## WORK ORDER
Each record needs to be echoed exactly; can you do that?

## RECORDS TO PROCESS

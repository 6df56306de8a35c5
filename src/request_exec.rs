use std::sync::Arc;
use std::time::Duration;
use async_trait::async_trait;
use bytes::Bytes;
#[cfg(test)] use mockall::automock;
use parking_lot::RwLock;
use tokio::sync::mpsc;
use tokio::task::JoinHandle;
use tracing::{debug, trace, warn, Instrument, Span};
use crate::config::TransportConfig;
use crate::error::{D2dError, D2dResult};
use crate::packet::{D2dPacket, Packet, PacketType};
use crate::send_path::SendPath;

/// Application callback for requests addressed to this device.
///
/// `response` is pre-addressed back to the requester with the request's packet id. The
///  handler fills in the payload and may adjust flags; it is sent back if the request asked
///  for a response.
#[cfg_attr(test, automock)]
#[async_trait]
pub trait RequestHandler: Send + Sync + 'static {
    async fn on_request(&self, request: &Packet, response: &mut Packet);
}

/// The currently registered request handler, shared between the transport's API and the
///  workers
pub type HandlerSlot = RwLock<Option<Arc<dyn RequestHandler>>>;

/// The stages of handling a received request, for tracing
#[derive(Debug, Clone, Copy, Eq, PartialEq)]
pub enum RequestState {
    Received,
    AckSent,
    AckSkipped,
    Queued,
    Executing,
    ResponseSent,
    ResponseSkipped,
    Done,
}


/// Runs the request handler for a single request and sends the response
struct RequestWorker {
    handler: Arc<HandlerSlot>,
    send_path: SendPath,
    response_send_timeout: Duration,
}

impl RequestWorker {
    async fn execute(&self, request: D2dPacket) {
        trace!(state = ?RequestState::Executing, "executing {:?}", request);

        let request = Packet::from_d2d(request);
        let mut response = Packet {
            info: request.info.reply(PacketType::Response),
            payload: Bytes::new(),
        };
        response.info.need_ack = request.info.need_ack;
        response.info.priority = request.info.priority;

        let handler = self.handler.read().clone();
        match handler {
            Some(handler) => handler.on_request(&request, &mut response).await,
            None => warn!("no request handler registered - responding to {:?} with an empty payload", request.info),
        }

        if request.info.need_rsp {
            // the handler must not redirect the response
            response.info.src_id = request.info.dst_id;
            response.info.dst_id = request.info.src_id;
            response.info.pkt_id = request.info.pkt_id;
            response.info.pkt_type = PacketType::Response;

            let response = response.into_d2d();
            match self.send_path.send_unicast(response.dst_id(), &response, self.response_send_timeout).await {
                Ok(()) => trace!(state = ?RequestState::ResponseSent, "sent response {:?}", response),
                Err(e) => warn!("error sending response {:?}: {}", response, e),
            }
        }
        else {
            trace!(state = ?RequestState::ResponseSkipped, "no response requested for {:?}", request.info);
        }

        trace!(state = ?RequestState::Done, "done with {:?}", request.info);
    }
}


/// A fixed number of worker tasks executing requests from a bounded queue
pub struct WorkerPool {
    sender: mpsc::Sender<D2dPacket>,
    workers: Vec<JoinHandle<()>>,
    submit_timeout: Duration,
}

impl WorkerPool {
    fn start(worker_count: usize, queue_depth: usize, submit_timeout: Duration, worker: Arc<RequestWorker>) -> WorkerPool {
        let (sender, receiver) = mpsc::channel::<D2dPacket>(queue_depth);
        let receiver = Arc::new(tokio::sync::Mutex::new(receiver));

        let workers = (0..worker_count)
            .map(|worker_index| {
                let receiver = receiver.clone();
                let worker = worker.clone();
                tokio::spawn(async move {
                    debug!("starting request worker #{}", worker_index);
                    loop {
                        let next = receiver.lock().await.recv().await;
                        match next {
                            Some(request) => worker.execute(request).await,
                            None => break,
                        }
                    }
                    debug!("request worker #{} terminated", worker_index);
                })
            })
            .collect();

        WorkerPool {
            sender,
            workers,
            submit_timeout,
        }
    }

    async fn submit(&self, request: D2dPacket) -> D2dResult<()> {
        self.sender.send_timeout(request, self.submit_timeout).await
            .map_err(|_| D2dError::QueueFull)
    }

    fn shutdown(&self) {
        for worker in &self.workers {
            worker.abort();
        }
    }
}


/// Handles requests addressed to this device: acknowledges them if requested and hands them to
///  the worker pool - or executes them directly if there are no workers.
pub struct RequestExecutor {
    worker: Arc<RequestWorker>,
    pool: Option<WorkerPool>,
    send_path: SendPath,
}

impl RequestExecutor {
    /// NB: This spawns the worker tasks, so it must be called from inside a tokio runtime
    pub fn new(config: &TransportConfig, send_path: SendPath, handler: Arc<HandlerSlot>) -> RequestExecutor {
        let worker = Arc::new(RequestWorker {
            handler,
            send_path: send_path.clone(),
            response_send_timeout: config.response_send_timeout,
        });

        let pool = if config.worker_count > 0 {
            Some(WorkerPool::start(config.worker_count, config.worker_queue_depth, config.submit_timeout, worker.clone()))
        }
        else {
            debug!("no request workers configured - executing requests inline");
            None
        };

        RequestExecutor {
            worker,
            pool,
            send_path,
        }
    }

    pub async fn execute(&self, request: D2dPacket) {
        trace!(state = ?RequestState::Received, "received request {:?}", request);

        if request.info.need_ack {
            match self.send_path.send_ack(&request).await {
                Ok(()) => trace!(state = ?RequestState::AckSent, "sent ack for {:?}", request.info),
                Err(e) => warn!("error sending ack for {:?} - executing the request anyway: {}", request.info, e),
            }
        }
        else {
            trace!(state = ?RequestState::AckSkipped, "no ack requested for {:?}", request.info);
        }

        match &self.pool {
            Some(pool) => {
                let info = request.info;
                match pool.submit(request).await {
                    Ok(()) => trace!(state = ?RequestState::Queued, "queued {:?}", info),
                    Err(e) => warn!("dropping request {:?}: {}", info, e),
                }
            }
            None => self.worker.execute(request).instrument(Span::current()).await,
        }
    }

    pub fn shutdown(&self) {
        if let Some(pool) = &self.pool {
            pool.shutdown();
        }
    }
}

## RESPONSE AREA
repository 6df56306de8a35c5
filename src/request_exec.rs
use std::sync::Arc;
use std::time::Duration;
use async_trait::async_trait;
use bytes::Bytes;
#[cfg(test)] use mockall::automock;
use parking_lot::RwLock;
use tokio::sync::mpsc;
use tokio::task::JoinHandle;
use tracing::{debug, trace, warn, Instrument, Span};
use crate::config::TransportConfig;
use crate::error::{D2dError, D2dResult};
use crate::packet::{D2dPacket, Packet, PacketType};
use crate::send_path::SendPath;

/// Application callback for requests addressed to this device.
///
/// `response` is pre-addressed back to the requester with the request's packet id. The
///  handler fills in the payload and may adjust flags; it is sent back if the request asked
///  for a response.
#[cfg_attr(test, automock)]
#[async_trait]
pub trait RequestHandler: Send + Sync + 'static {
    async fn on_request(&self, request: &Packet, response: &mut Packet);
}

/// The currently registered request handler, shared between the transport's API and the
///  workers
pub type HandlerSlot = RwLock<Option<Arc<dyn RequestHandler>>>;

/// The stages of handling a received request, for tracing
#[derive(Debug, Clone, Copy, Eq, PartialEq)]
pub enum RequestState {
    Received,
    AckSent,
    AckSkipped,
    Queued,
    Executing,
    ResponseSent,
    ResponseSkipped,
    Done,
}


/// Runs the request handler for a single request and sends the response
struct RequestWorker {
    handler: Arc<HandlerSlot>,
    send_path: SendPath,
    response_send_timeout: Duration,
}

impl RequestWorker {
    async fn execute(&self, request: D2dPacket) {
        trace!(state = ?RequestState::Executing, "executing {:?}", request);

        let request = Packet::from_d2d(request);
        let mut response = Packet {
            info: request.info.reply(PacketType::Response),
            payload: Bytes::new(),
        };
        response.info.need_ack = request.info.need_ack;
        response.info.priority = request.info.priority;

        let handler = self.handler.read().clone();
        match handler {
            Some(handler) => handler.on_request(&request, &mut response).await,
            None => warn!("no request handler registered - responding to {:?} with an empty payload", request.info),
        }

        if request.info.need_rsp {
            // the handler must not redirect the response
            response.info.src_id = request.info.dst_id;
            response.info.dst_id = request.info.src_id;
            response.info.pkt_id = request.info.pkt_id;
            response.info.pkt_type = PacketType::Response;

            let response = response.into_d2d();
            match self.send_path.send_unicast(response.dst_id(), &response, self.response_send_timeout).await {
                Ok(()) => trace!(state = ?RequestState::ResponseSent, "sent response {:?}", response),
                Err(e) => warn!("error sending response {:?}: {}", response, e),
            }
        }
        else {
            trace!(state = ?RequestState::ResponseSkipped, "no response requested for {:?}", request.info);
        }

        trace!(state = ?RequestState::Done, "done with {:?}", request.info);
    }
}


/// A fixed number of worker tasks executing requests from a bounded queue
pub struct WorkerPool {
    sender: mpsc::Sender<D2dPacket>,
    workers: Vec<JoinHandle<()>>,
    submit_timeout: Duration,
}

impl WorkerPool {
    fn start(worker_count: usize, queue_depth: usize, submit_timeout: Duration, worker: Arc<RequestWorker>) -> WorkerPool {
        let (sender, receiver) = mpsc::channel::<D2dPacket>(queue_depth);
        let receiver = Arc::new(tokio::sync::Mutex::new(receiver));

        let workers = (0..worker_count)
            .map(|worker_index| {
                let receiver = receiver.clone();
                let worker = worker.clone();
                tokio::spawn(async move {
                    debug!("starting request worker #{}", worker_index);
                    loop {
                        let next = receiver.lock().await.recv().await;
                        match next {
                            Some(request) => worker.execute(request).await,
                            None => break,
                        }
                    }
                    debug!("request worker #{} terminated", worker_index);
                })
            })
            .collect();

        WorkerPool {
            sender,
            workers,
            submit_timeout,
        }
    }

    async fn submit(&self, request: D2dPacket) -> D2dResult<()> {
        self.sender.send_timeout(request, self.submit_timeout).await
            .map_err(|_| D2dError::QueueFull)
    }

    fn shutdown(&self) {
        for worker in &self.workers {
            worker.abort();
        }
    }
}


/// Handles requests addressed to this device: acknowledges them if requested and hands them to
///  the worker pool - or executes them directly if there are no workers.
pub struct RequestExecutor {
    worker: Arc<RequestWorker>,
    pool: Option<WorkerPool>,
    send_path: SendPath,
}

impl RequestExecutor {
    /// NB: This spawns the worker tasks, so it must be called from inside a tokio runtime
    pub fn new(config: &TransportConfig, send_path: SendPath, handler: Arc<HandlerSlot>) -> RequestExecutor {
        let worker = Arc::new(RequestWorker {
            handler,
            send_path: send_path.clone(),
            response_send_timeout: config.response_send_timeout,
        });

        let pool = if config.worker_count > 0 {
            Some(WorkerPool::start(config.worker_count, config.worker_queue_depth, config.submit_timeout, worker.clone()))
        }
        else {
            debug!("no request workers configured - executing requests inline");
            None
        };

        RequestExecutor {
            worker,
            pool,
            send_path,
        }
    }

    pub async fn execute(&self, request: D2dPacket) {
        trace!(state = ?RequestState::Received, "received request {:?}", request);

        if request.info.need_ack {
            match self.send_path.send_ack(&request).await {
                Ok(()) => trace!(state = ?RequestState::AckSent, "sent ack for {:?}", request.info),
                Err(e) => warn!("error sending ack for {:?} - executing the request anyway: {}", request.info, e),
            }
        }
        else {
            trace!(state = ?RequestState::AckSkipped, "no ack requested for {:?}", request.info);
        }

        match &self.pool {
            Some(pool) => {
                let info = request.info;
                match pool.submit(request).await {
                    Ok(()) => trace!(state = ?RequestState::Queued, "queued {:?}", info),
                    Err(e) => warn!("dropping request {:?}: {}", info, e),
                }
            }
            None => self.worker.execute(request).instrument(Span::current()).await,
        }
    }

    pub fn shutdown(&self) {
        if let Some(pool) = &self.pool {
            pool.shutdown();
        }
    }
}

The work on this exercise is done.